In this paper, we study Pollution Reduction by Rationalization Hypothesis on water pollution using Chinese firm-level data. We investigate heterogeneous firm’s export effect on water pollution. We find that the relationship between a firm’s labor productivity and water pollution is inverted U-shaped. With heterogeneous firms, we find that more productive firms can export with less polluted water when a firm’s productivity achieves a certain level. We conclude that export makes firms cleaner in terms of water. Agglomeration drives up labor productivity; higher productive firms export while producing more polluted water initially. When a firm’s productivity is high enough and achieves a certain level, exporting activity produces less polluted water. We first provide such an inverted U-shaped relationship in the benchmark estimation. Then, the two interaction models of the firm’s productivity and export intensity, as well as the firm’s employees and export intensity, prove the relationship of labor mobility among different firms. The marginal effect of export intensity also identifies that the export effect on water pollution is conditional on the firm’s productivity. The mechanism of the PRR hypothesis does exist. Trade liberalization does cause some firms to become cleaner, even though we observe relatively clean exporting firms and relatively dirty domestic producers at different productivity stages. Export causes water pollution to fall with high firm productivity, because of productivity-induced rationalization. Therefore, our empirical study on China’s water pollution validates the PRR hypothesis. More productive firms can export with less polluted water by reallocating more productive labor from dirty firms. The reallocation of production factors affects water pollution through trade.

Moreover, composition effect and technique effect also play roles in the firm’s water pollution in China. In terms of composition effect, firms can increase capital-intensive production with less water pollution by increasing the firm’s productivity. In terms of technique effect, labor productivity can strengthen the technique effect on water pollution through relative wage rate.

Our study has a clear policy implication. In China’s water resources management system, China should concentrate on productivity enhancement and encourage export with restrictions on water pollution. Policy can favor productive firm’s water pollution abatement. The first basic policy is to continue to export, since exporting does not necessarily increase wastewater in China. The second policy is to make use of industry policy to connect sectoral agglomeration policy as well as water protection policy with exporting policy. Water protection policy can be efficient by enhancing sectoral agglomeration and exporting.
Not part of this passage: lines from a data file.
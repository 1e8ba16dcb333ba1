use std::path::PathBuf;

use clap::{Args, Parser, Subcommand};
use uc_sdk::{Channel, ProofType};

#[derive(Parser)]
#[command(
    name = "unichain",
    about = "UNI-CHAIN: hash-chained produce ledger and constraint proofs",
    version
)]
pub struct Cli {
    #[command(subcommand)]
    pub command: Command,

    #[arg(short, long, global = true)]
    pub verbose: bool,

    #[arg(long, global = true, default_value = "text")]
    pub format: OutputFormat,

    /// Node configuration file. Missing file means defaults.
    #[arg(short, long, global = true, default_value = "unichain.toml")]
    pub config: PathBuf,
}

#[derive(Clone, Copy, Debug, PartialEq, Eq, clap::ValueEnum)]
pub enum OutputFormat {
    Text,
    Json,
}

#[derive(Clone, Copy, Debug, PartialEq, Eq, clap::ValueEnum)]
pub enum ChannelArg {
    Economic,
    Quality,
}

impl From<ChannelArg> for Channel {
    fn from(arg: ChannelArg) -> Self {
        match arg {
            ChannelArg::Economic => Channel::Economic,
            ChannelArg::Quality => Channel::Quality,
        }
    }
}

#[derive(Clone, Copy, Debug, PartialEq, Eq, clap::ValueEnum)]
pub enum ProofTypeArg {
    Quality,
    Economic,
    Route,
}

impl From<ProofTypeArg> for ProofType {
    fn from(arg: ProofTypeArg) -> Self {
        match arg {
            ProofTypeArg::Quality => ProofType::Quality,
            ProofTypeArg::Economic => ProofType::Economic,
            ProofTypeArg::Route => ProofType::Route,
        }
    }
}

#[derive(Subcommand)]
pub enum Command {
    /// Write a default config and create the data directory
    Init(InitArgs),
    /// Economic channel operations
    Economic {
        #[command(subcommand)]
        action: AppendAction,
    },
    /// Quality channel operations
    Quality {
        #[command(subcommand)]
        action: AppendAction,
    },
    /// Inspect ledger records
    Ledger {
        #[command(subcommand)]
        action: LedgerAction,
    },
    /// Recompute every hash and link of one or both channels
    Verify(VerifyArgs),
    /// Generate, list, and audit constraint proofs
    Proof {
        #[command(subcommand)]
        action: ProofAction,
    },
    /// Show a batch's full history across both channels
    Trail(TrailArgs),
    /// Print the canonical encoding of a flat JSON object
    Canon(CanonArgs),
}

#[derive(Args)]
pub struct InitArgs {
    /// Directory to initialize. Defaults to the current directory.
    pub path: Option<PathBuf>,
    #[arg(long)]
    pub force: bool,
}

#[derive(Subcommand)]
pub enum AppendAction {
    /// Append a transaction read from a JSON file (`{"submittedBy": .., "tx": ..}`)
    Append {
        #[arg(short, long)]
        file: PathBuf,
    },
}

#[derive(Subcommand)]
pub enum LedgerAction {
    /// List records of one channel, oldest first
    List(ListArgs),
}

#[derive(Args)]
pub struct ListArgs {
    #[arg(long)]
    pub channel: ChannelArg,
    #[arg(long)]
    pub batch: Option<String>,
}

#[derive(Args)]
pub struct VerifyArgs {
    /// Verify only this channel.
    #[arg(long)]
    pub channel: Option<ChannelArg>,
}

#[derive(Subcommand)]
pub enum ProofAction {
    /// Evaluate a payload read from a JSON file (`{"subject": .., "payload": ..}`)
    Generate {
        #[arg(short, long)]
        file: PathBuf,
        /// Store the proof in the registry.
        #[arg(long)]
        record: bool,
        /// Store the proof even if a constraint failed, as unverified.
        #[arg(long, requires = "record")]
        keep_failed: bool,
    },
    /// List recorded proofs, newest first
    List(ProofListArgs),
    /// Check a recorded proof against its original payload
    Recompute {
        #[arg(long)]
        id: String,
        /// JSON file holding the original payload.
        #[arg(short, long)]
        file: PathBuf,
    },
}

#[derive(Args)]
pub struct ProofListArgs {
    #[arg(long)]
    pub batch: Option<String>,
    #[arg(long = "type")]
    pub proof_type: Option<ProofTypeArg>,
    #[arg(long)]
    pub verified: Option<bool>,
    #[arg(long)]
    pub subject: Option<String>,
}

#[derive(Args)]
pub struct TrailArgs {
    #[arg(long)]
    pub batch: String,
}

#[derive(Args)]
pub struct CanonArgs {
    #[arg(short, long)]
    pub file: PathBuf,
}

#[cfg(test)]
mod tests {
    use super::*;

    #[test]
    fn parse_init() {
        let cli = Cli::try_parse_from(["unichain", "init"]).unwrap();
        assert!(matches!(cli.command, Command::Init(_)));
        assert_eq!(cli.config, PathBuf::from("unichain.toml"));
        assert_eq!(cli.format, OutputFormat::Text);
    }

    #[test]
    fn parse_economic_append() {
        let cli =
            Cli::try_parse_from(["unichain", "economic", "append", "--file", "sale.json"]).unwrap();
        match cli.command {
            Command::Economic {
                action: AppendAction::Append { file },
            } => assert_eq!(file, PathBuf::from("sale.json")),
            _ => panic!("expected economic append"),
        }
    }

    #[test]
    fn parse_ledger_list_with_batch() {
        let cli = Cli::try_parse_from([
            "unichain", "ledger", "list", "--channel", "quality", "--batch", "TOM-1",
        ])
        .unwrap();
        match cli.command {
            Command::Ledger {
                action: LedgerAction::List(args),
            } => {
                assert_eq!(Channel::from(args.channel), Channel::Quality);
                assert_eq!(args.batch.as_deref(), Some("TOM-1"));
            }
            _ => panic!("expected ledger list"),
        }
    }

    #[test]
    fn parse_proof_generate_and_list() {
        let cli = Cli::try_parse_from([
            "unichain", "--format", "json", "proof", "generate", "-f", "p.json", "--record",
        ])
        .unwrap();
        assert_eq!(cli.format, OutputFormat::Json);
        assert!(matches!(
            cli.command,
            Command::Proof {
                action: ProofAction::Generate {
                    record: true,
                    keep_failed: false,
                    ..
                }
            }
        ));

        let cli = Cli::try_parse_from([
            "unichain", "proof", "list", "--type", "route", "--verified", "false",
        ])
        .unwrap();
        match cli.command {
            Command::Proof {
                action: ProofAction::List(args),
            } => {
                assert_eq!(args.proof_type.map(ProofType::from), Some(ProofType::Route));
                assert_eq!(args.verified, Some(false));
            }
            _ => panic!("expected proof list"),
        }
    }

    #[test]
    fn keep_failed_requires_record() {
        assert!(Cli::try_parse_from([
            "unichain", "proof", "generate", "-f", "p.json", "--keep-failed",
        ])
        .is_err());
    }

    #[test]
    fn parse_verify_all_channels() {
        let cli = Cli::try_parse_from(["unichain", "verify", "-v"]).unwrap();
        assert!(cli.verbose);
        assert!(matches!(cli.command, Command::Verify(VerifyArgs { channel: None })));
    }
}
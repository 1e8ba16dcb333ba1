use clap::Parser;
use tracing_subscriber::EnvFilter;

mod cli;
mod commands;
mod config;

fn main() -> anyhow::Result<()> {
    let cli = cli::Cli::parse();
    let filter = if cli.verbose {
        EnvFilter::new("debug")
    } else {
        EnvFilter::try_from_default_env().unwrap_or_else(|_| EnvFilter::new("info"))
    };
    tracing_subscriber::fmt()
        .with_env_filter(filter)
        .with_writer(std::io::stderr)
        .init();
    commands::run_command(cli)
}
A potential future research direction can be in line with intra-industry trade. If possible, it is valuable to investigate the intra-industry trade at the firm level with pollution if all the import-related data from a specific country are available. Another possible research direction can be related to green technology innovation. It is also promising to combine patent datasets to investigate the effect of green technology innovation on the reduction of wastewater as well as the spillover effect on the reduction of wastewater in the same or neighboring geographic area. We also encourage researchers to investigate the distressed and dirty industry hypothesis and pollution offshoring hypothesis for different pollutants.